> WHAT YOU ARE ASKED TO DO
Your answer should be one number, the count of lines in the entries holding the word "UnknownKind".
%%
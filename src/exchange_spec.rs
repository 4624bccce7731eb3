//! Exchange declaration mini-language.
//!
//! A spec string names the exchange kind and a list of modifiers joined by
//! `+`, optionally followed by a queue section after `>`:
//!
//! ```text
//! <kind>[+<xmod>]*[>[<queue-name>][+<qmod>]*]
//! ```
//!
//! - `kind` is one of `fanout`, `direct`, `topic`, `headers` (case-sensitive)
//! - exchange modifiers: `ad` (auto-delete), `du` (durable), `!du` (not durable)
//! - queue modifiers: `ad`, `!ad`, `du`, `!du`, `ex`, `!ex`
//!
//! Modifiers apply left to right, so later tokens override earlier ones.
//!
//! ```
//! use warren::{ExchangeKind, ExchangeSpec};
//!
//! let spec = ExchangeSpec::parse("events", "fanout+ad").unwrap();
//! assert_eq!(spec.kind, ExchangeKind::Fanout);
//! assert!(spec.auto_delete);
//! assert!(!spec.durable);
//! ```

use std::fmt;
use std::str::FromStr;

use serde::{Deserialize, Serialize};
use thiserror::Error;

/// Exchange routing behaviour.
#[derive(Debug, Clone, Copy, PartialEq, Eq, Hash, Serialize, Deserialize)]
#[serde(rename_all = "lowercase")]
pub enum ExchangeKind {
    Fanout,
    Direct,
    Topic,
    Headers,
}

impl ExchangeKind {
    pub fn as_str(&self) -> &'static str {
        match self {
            ExchangeKind::Fanout => "fanout",
            ExchangeKind::Direct => "direct",
            ExchangeKind::Topic => "topic",
            ExchangeKind::Headers => "headers",
        }
    }
}

impl fmt::Display for ExchangeKind {
    fn fmt(&self, f: &mut fmt::Formatter<'_>) -> fmt::Result {
        f.write_str(self.as_str())
    }
}

impl FromStr for ExchangeKind {
    type Err = ParseError;

    fn from_str(s: &str) -> Result<Self, Self::Err> {
        match s {
            "fanout" => Ok(ExchangeKind::Fanout),
            "direct" => Ok(ExchangeKind::Direct),
            "topic" => Ok(ExchangeKind::Topic),
            "headers" => Ok(ExchangeKind::Headers),
            "" => Err(ParseError::new(ParseErrorKind::Empty, s)),
            other => Err(ParseError::new(ParseErrorKind::UnknownKind, other)),
        }
    }
}

/// What went wrong while parsing a spec string.
#[derive(Debug, Clone, Copy, PartialEq, Eq)]
pub enum ParseErrorKind {
    Empty,
    UnknownKind,
    UnknownModifier,
}

/// Malformed exchange spec string.
#[derive(Error, Debug, Clone, PartialEq, Eq)]
#[error("{kind:?}: {token:?}")]
pub struct ParseError {
    pub kind: ParseErrorKind,
    pub token: String,
}

impl ParseError {
    fn new(kind: ParseErrorKind, token: impl Into<String>) -> Self {
        Self {
            kind,
            token: token.into(),
        }
    }
}

/// Immutable exchange declaration.
///
/// Built once by [`ExchangeSpec::parse`] and never mutated afterwards; Writers,
/// Readers and the admin only ever hand out clones.
#[derive(Debug, Clone, PartialEq, Eq, Hash, Serialize, Deserialize)]
pub struct ExchangeSpec {
    pub name: String,
    pub kind: ExchangeKind,
    pub durable: bool,
    pub auto_delete: bool,
    pub internal: bool,
}

impl ExchangeSpec {
    /// Parse the exchange section of `spec` for the exchange `name`.
    ///
    /// A trailing queue section is validated but otherwise ignored; use
    /// [`RouteSpec::parse`] to keep it.
    pub fn parse(name: impl Into<String>, spec: &str) -> Result<Self, ParseError> {
        RouteSpec::parse(name, spec).map(|route| route.exchange)
    }

    /// Flags as a short human readable string, used in conflict reports.
    pub fn describe(&self) -> String {
        format!(
            "{} durable={} auto_delete={} internal={}",
            self.kind, self.durable, self.auto_delete, self.internal
        )
    }

    /// True when both declarations would be accepted by the broker as the same exchange.
    pub fn is_compatible(&self, other: &ExchangeSpec) -> bool {
        self.kind == other.kind
            && self.durable == other.durable
            && self.auto_delete == other.auto_delete
            && self.internal == other.internal
    }
}

/// Queue declaration used by a Reader.
#[derive(Debug, Clone, PartialEq, Eq, Hash, Serialize, Deserialize)]
pub struct QueueSpec {
    /// `None` lets the broker generate a name.
    pub name: Option<String>,
    pub durable: bool,
    pub auto_delete: bool,
    pub exclusive: bool,
}

impl Default for QueueSpec {
    fn default() -> Self {
        Self {
            name: None,
            durable: false,
            auto_delete: true,
            exclusive: false,
        }
    }
}

/// Exchange plus queue declaration parsed from one spec string.
#[derive(Debug, Clone, PartialEq, Eq)]
pub struct RouteSpec {
    pub exchange: ExchangeSpec,
    pub queue: QueueSpec,
}

impl RouteSpec {
    pub fn parse(name: impl Into<String>, spec: &str) -> Result<Self, ParseError> {
        // ---
        let (exchange_part, queue_part) = match spec.split_once('>') {
            Some((x, q)) => (x, Some(q)),
            None => (spec, None),
        };

        let mut tokens = exchange_part.split('+');
        let kind: ExchangeKind = tokens.next().unwrap_or_default().parse()?;

        let mut exchange = ExchangeSpec {
            name: name.into(),
            kind,
            durable: false,
            auto_delete: false,
            internal: false,
        };

        for token in tokens {
            match token {
                "ad" => exchange.auto_delete = true,
                "du" => exchange.durable = true,
                "!du" => exchange.durable = false,
                other => return Err(ParseError::new(ParseErrorKind::UnknownModifier, other)),
            }
        }

        let queue = match queue_part {
            Some(q) => parse_queue(q)?,
            None => QueueSpec::default(),
        };

        Ok(Self { exchange, queue })
    }
}

fn parse_queue(section: &str) -> Result<QueueSpec, ParseError> {
    // ---
    let mut tokens = section.split('+');
    let mut queue = QueueSpec::default();

    if let Some(name) = tokens.next().filter(|n| !n.is_empty()) {
        queue.name = Some(name.to_string());
    }

    for token in tokens {
        match token {
            "ad" => queue.auto_delete = true,
            "!ad" => queue.auto_delete = false,
            "du" => queue.durable = true,
            "!du" => queue.durable = false,
            "ex" => queue.exclusive = true,
            "!ex" => queue.exclusive = false,
            other => return Err(ParseError::new(ParseErrorKind::UnknownModifier, other)),
        }
    }

    Ok(queue)
}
%%
> YOUR RESPONSE
2